Sleep May Play Important Role in Heart Health
The researchers found that not smoking, regular exercise, a healthy diet, and moderate alcohol consumption protects against cardiovascular disease (CVD).
However, they also found sufficient sleep (defined as 7 or more hours a night) further increases the heart benefits of these four traditional healthy lifestyle habits.
Their analysis suggests the effect of sufficient sleep on heart-related deaths could be as strong as not smoking.
Cardiovascular disease (CVD) is a general term for diseases of the heart or blood vessels, such as coronary heart disease, stroke peripheral arterial disease, and aortic disease.

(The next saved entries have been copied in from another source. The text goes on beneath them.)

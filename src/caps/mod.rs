// Arquivo: caps/mod.rs
//
// Propósito: Capability space - nomes task-locais (handles inteiros)
// para referências a kernel objects.
//
// Uma capability é Allocated ou Published. Alocar reserva o handle no
// namespace da task; publicar associa um kernel object existente (a
// referência do chamador é CONSUMIDA pela capability). Despublicar
// devolve a referência ao chamador; liberar devolve o handle à arena.
// Userspace só enxerga capabilities Published.
//
// Detalhes de Implementação:
// - O estado mora em `CapSpace`, protegido pelo mutex passivo de
//   `CapInfo`. Esse mutex é FOLHA na ordem global de locks.
// - Callbacks de iteração recebem `&mut CapSpace`: operações reentrantes
//   usam o lock já em mãos (sem mutex recursivo).
// - Published <=> referência presente, por construção (o estado carrega
//   o KObjRef).

//! Capability space

pub mod kobject;

#[cfg(feature = "self_test")]
pub mod test;

pub use kobject::{KObjRef, KObjectType, KRaw, KOBJECT_TYPE_MAX};

use crate::klib::arena::RaArena;
use crate::klib::hash::{hash_mix, HashTable, TableOps};
use crate::sync::{Mutex, MutexGuard};
use crate::task::Task;
use alloc::vec::Vec;

/// Handle nulo (nunca alocado).
pub const CAP_NIL: usize = 0;

/// Primeiro handle válido.
pub const CAPS_START: usize = 1;

/// Quantidade de handles no namespace.
pub const CAPS_SIZE: usize = i32::MAX as usize - CAPS_START;

/// Último handle válido.
pub const CAPS_LAST: usize = CAPS_START + CAPS_SIZE - 1;

/// Erros do capability space.
#[derive(Debug, Clone, Copy, PartialEq, Eq)]
pub enum CapError {
    OutOfMemory,
    InvalidHandle,
    TypeMismatch,
}

/// Handle opaco de capability.
#[derive(Debug, Clone, Copy, PartialEq, Eq, Hash)]
#[repr(transparent)]
pub struct CapHandle(pub usize);

impl CapHandle {
    pub const NIL: CapHandle = CapHandle(CAP_NIL);

    pub const fn raw(self) -> usize {
        self.0
    }

    /// Dentro do intervalo de handles válidos?
    pub const fn in_range(self) -> bool {
        self.0 >= CAPS_START && self.0 <= CAPS_LAST
    }
}

/// Estado de uma capability viva.
///
/// Capability livre não existe no espaço (o handle volta à arena), então
/// "Published <=> kobject presente" vale por construção.
pub enum CapState {
    Allocated,
    Published(KObjRef),
}

/// Uma capability: um handle ligado (ou não) a um kernel object.
pub struct Cap {
    handle: CapHandle,
    state: CapState,
}

impl Cap {
    pub fn handle(&self) -> CapHandle {
        self.handle
    }

    pub fn state(&self) -> &CapState {
        &self.state
    }

    /// Kernel object publicado, se houver.
    pub fn kobject(&self) -> Option<&KObjRef> {
        match &self.state {
            CapState::Published(kobj) => Some(kobj),
            CapState::Allocated => None,
        }
    }
}

/// Ops da tabela handle -> capability.
struct CapTableOps;

impl TableOps<Cap> for CapTableOps {
    type Key = CapHandle;

    fn hash(item: &Cap) -> u64 {
        hash_mix(item.handle.0)
    }

    fn key_hash(key: &CapHandle) -> u64 {
        hash_mix(key.0)
    }

    fn key_equal(key: &CapHandle, item: &Cap) -> bool {
        *key == item.handle
    }
}

/// Estado do capability space de uma task (acessado sob o lock de
/// `CapInfo`).
pub struct CapSpace {
    /// Namespace dos handles.
    handles: RaArena,
    /// handle -> capability.
    table: HashTable<Cap, CapTableOps>,
    /// Handles publicados, por tipo de kernel object.
    type_lists: [Vec<CapHandle>; KOBJECT_TYPE_MAX],
}

impl CapSpace {
    fn with_span(start: usize, count: usize) -> Result<Self, CapError> {
        let mut handles = RaArena::new();
        handles.span_add(start, count);
        let table = HashTable::new(0, 0).map_err(|_| CapError::OutOfMemory)?;
        Ok(Self {
            handles,
            table,
            type_lists: [Vec::new(), Vec::new(), Vec::new()],
        })
    }

    /// Capability do handle, no estado que for.
    fn cap(&self, handle: CapHandle) -> Option<&Cap> {
        if !handle.in_range() {
            return None;
        }
        self.table.find(&handle)
    }

    fn cap_mut(&mut self, handle: CapHandle) -> Option<&mut Cap> {
        if !handle.in_range() {
            return None;
        }
        self.table.find_mut(&handle)
    }

    /// Reserva um handle e cria a capability Allocated.
    pub fn alloc(&mut self) -> Result<CapHandle, CapError> {
        let base = self.handles.alloc(1, 1).ok_or(CapError::OutOfMemory)?;
        let handle = CapHandle(base);
        self.table.insert(Cap {
            handle,
            state: CapState::Allocated,
        });
        Ok(handle)
    }

    /// Publica `kobj` no handle. A referência do chamador é consumida
    /// pela capability (refcount inalterado).
    ///
    /// Panic se o handle não estiver Allocated (violação de invariante do
    /// chamador).
    pub fn publish(&mut self, handle: CapHandle, kobj: KObjRef) {
        let typ = kobj.obj_type();
        let cap = match self.cap_mut(handle) {
            Some(cap) => cap,
            None => panic!("publish em handle inexistente"),
        };
        assert!(
            matches!(cap.state, CapState::Allocated),
            "publish em capability nao-Allocated"
        );
        cap.state = CapState::Published(kobj);
        self.type_lists[typ.index()].push(handle);
    }

    /// Despublica o handle se o tipo casar, devolvendo a referência ao
    /// chamador. Tipo errado ou estado errado: None, sem efeitos.
    pub fn unpublish(&mut self, handle: CapHandle, typ: KObjectType) -> Option<KObjRef> {
        let cap = self.cap_mut(handle)?;
        match &cap.state {
            CapState::Published(kobj) if kobj.obj_type() == typ => {}
            _ => return None,
        }
        // A referência da capability passa para o chamador.
        let kobj = match core::mem::replace(&mut cap.state, CapState::Allocated) {
            CapState::Published(kobj) => kobj,
            CapState::Allocated => unreachable!(),
        };
        let list = &mut self.type_lists[typ.index()];
        if let Some(pos) = list.iter().position(|h| *h == handle) {
            list.remove(pos);
        }
        Some(kobj)
    }

    /// Libera um handle Allocated de volta para a arena.
    ///
    /// Panic se o handle não estiver Allocated (double-free ou free de
    /// capability publicada são violações de invariante).
    pub fn free(&mut self, handle: CapHandle) {
        assert!(handle.in_range(), "free de handle fora do intervalo");
        match self.cap(handle) {
            Some(cap) => assert!(
                matches!(cap.state, CapState::Allocated),
                "free de capability nao-Allocated"
            ),
            None => panic!("free de handle inexistente"),
        }
        self.table.remove(&handle);
        self.handles.free(handle.0, 1);
    }

    /// Nova referência ao kernel object publicado no handle (incrementa o
    /// refcount). Tipo errado: None, sem efeitos.
    pub fn get(&self, handle: CapHandle, typ: KObjectType) -> Option<KObjRef> {
        match self.cap(handle)?.kobject() {
            Some(kobj) if kobj.obj_type() == typ => Some(kobj.clone()),
            _ => None,
        }
    }

    /// Invoca `f` nas capabilities publicadas do tipo dado. O callback
    /// recebe o próprio espaço (lock já em mãos) e pode remover a entrada
    /// corrente; a iteração trabalha sobre um snapshot e revalida cada
    /// handle antes de chamar.
    ///
    /// Retorna false se algum callback abortou a iteração.
    pub fn apply_to_type<F>(&mut self, typ: KObjectType, mut f: F) -> bool
    where
        F: FnMut(&mut CapSpace, CapHandle) -> bool,
    {
        let snapshot = self.type_lists[typ.index()].clone();
        for handle in snapshot {
            let still_published = matches!(
                self.cap(handle),
                Some(Cap {
                    state: CapState::Published(kobj),
                    ..
                }) if kobj.obj_type() == typ
            );
            if !still_published {
                continue;
            }
            if !f(self, handle) {
                return false;
            }
        }
        true
    }

    /// Quantidade de capabilities vivas (diagnóstico e testes).
    pub fn live_count(&self) -> usize {
        self.table.len()
    }

    /// Handles livres na arena (diagnóstico e testes).
    pub fn free_handles(&self) -> usize {
        self.handles.free_count()
    }
}

/// Capability info de uma task: o espaço sob seu mutex passivo.
pub struct CapInfo {
    space: Mutex<CapSpace>,
}

impl CapInfo {
    pub fn new() -> Result<Self, CapError> {
        Ok(Self {
            space: Mutex::new(CapSpace::with_span(CAPS_START, CAPS_SIZE)?),
        })
    }

    /// Espaço reduzido para os self-tests (exaustão de arena).
    #[cfg(feature = "self_test")]
    pub fn new_with_span(start: usize, count: usize) -> Result<Self, CapError> {
        Ok(Self {
            space: Mutex::new(CapSpace::with_span(start, count)?),
        })
    }

    /// Mutex de capabilities: FOLHA na ordem de locks. Nenhum outro mutex
    /// do kernel pode ser adquirido com este guard vivo.
    pub fn lock(&self) -> MutexGuard<'_, CapSpace> {
        self.space.lock()
    }
}

// -----------------------------------------------------------------------------
// API task-scoped (a forma consumida pelo resto do kernel)
// -----------------------------------------------------------------------------

/// Aloca uma capability na task.
pub fn cap_alloc(task: &Task) -> Result<CapHandle, CapError> {
    task.cap_info.lock().alloc()
}

/// Publica `kobj` no handle da task (consome a referência do chamador).
pub fn cap_publish(task: &Task, handle: CapHandle, kobj: KObjRef) {
    task.cap_info.lock().publish(handle, kobj);
}

/// Despublica, devolvendo a referência ao chamador.
pub fn cap_unpublish(task: &Task, handle: CapHandle, typ: KObjectType) -> Option<KObjRef> {
    task.cap_info.lock().unpublish(handle, typ)
}

/// Libera um handle Allocated.
pub fn cap_free(task: &Task, handle: CapHandle) {
    task.cap_info.lock().free(handle);
}

/// Nova referência ao objeto publicado (incrementa o refcount).
pub fn kobject_get(task: &Task, handle: CapHandle, typ: KObjectType) -> Option<KObjRef> {
    task.cap_info.lock().get(handle, typ)
}

/// Itera as capabilities publicadas do tipo dado.
pub fn caps_apply_to_type<F>(task: &Task, typ: KObjectType, f: F) -> bool
where
    F: FnMut(&mut CapSpace, CapHandle) -> bool,
{
    task.cap_info.lock().apply_to_type(typ, f)
}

Principal investigator Monique Verschuren, of the Dutch National Institute for Public Health and the Environment, says in a statement the importance of sufficient sleep "should be mentioned as an additional way to reduce the risk of cardiovascular disease."
She and her colleagues conclude that the public health impact of sufficient sleep "could be substantial."
"It is always important to confirm results," says Verschuren, "but the evidence is certainly growing that sleep should be added to our list of CVD risk factors."
Short sleep has been linked to obesity, high blood pressure and other factors directly associated with cardiovascular risk, say the researchers.
Another study published recently also suggests that sleep could be key to preventing type 2 diabetes.
In their large population follow-up study, Verschuren and colleagues found that the combination of the four traditional lifestyle factors was linked to a 57% lower risk of both fatal and non-fatal CVD, and a 67% lower risk of fatal events.
But when they added sufficient sleep to the four factors, the heart benefit increased further: the risk of composite CVD was 65% lower and the risk of fatal events was 83% lower. They defined "sufficient sleep" as 7 or more hours per night.
If all the participants of the study were to follow all five healthy lifestyle factors, in theory, 36% of fatal and non-fatal CVD and 57% of fatal events could be prevented or postponed, conclude the researchers.
The large study is called the Monitoring Project on Risk Factors for Chronic Diseases (MORGEN). The participants consisted of 6,672 men and 7,967 women aged from 20 to 65 who were free of CVD when recruited. The study followed them for an average of 12 years.
Information about participants' lifestyle, such as alcohol consumption, physical activity, diet, smoking and amount of sleep was recorded between 1993 and 1997. They were then followed through national hospital and mortality registers.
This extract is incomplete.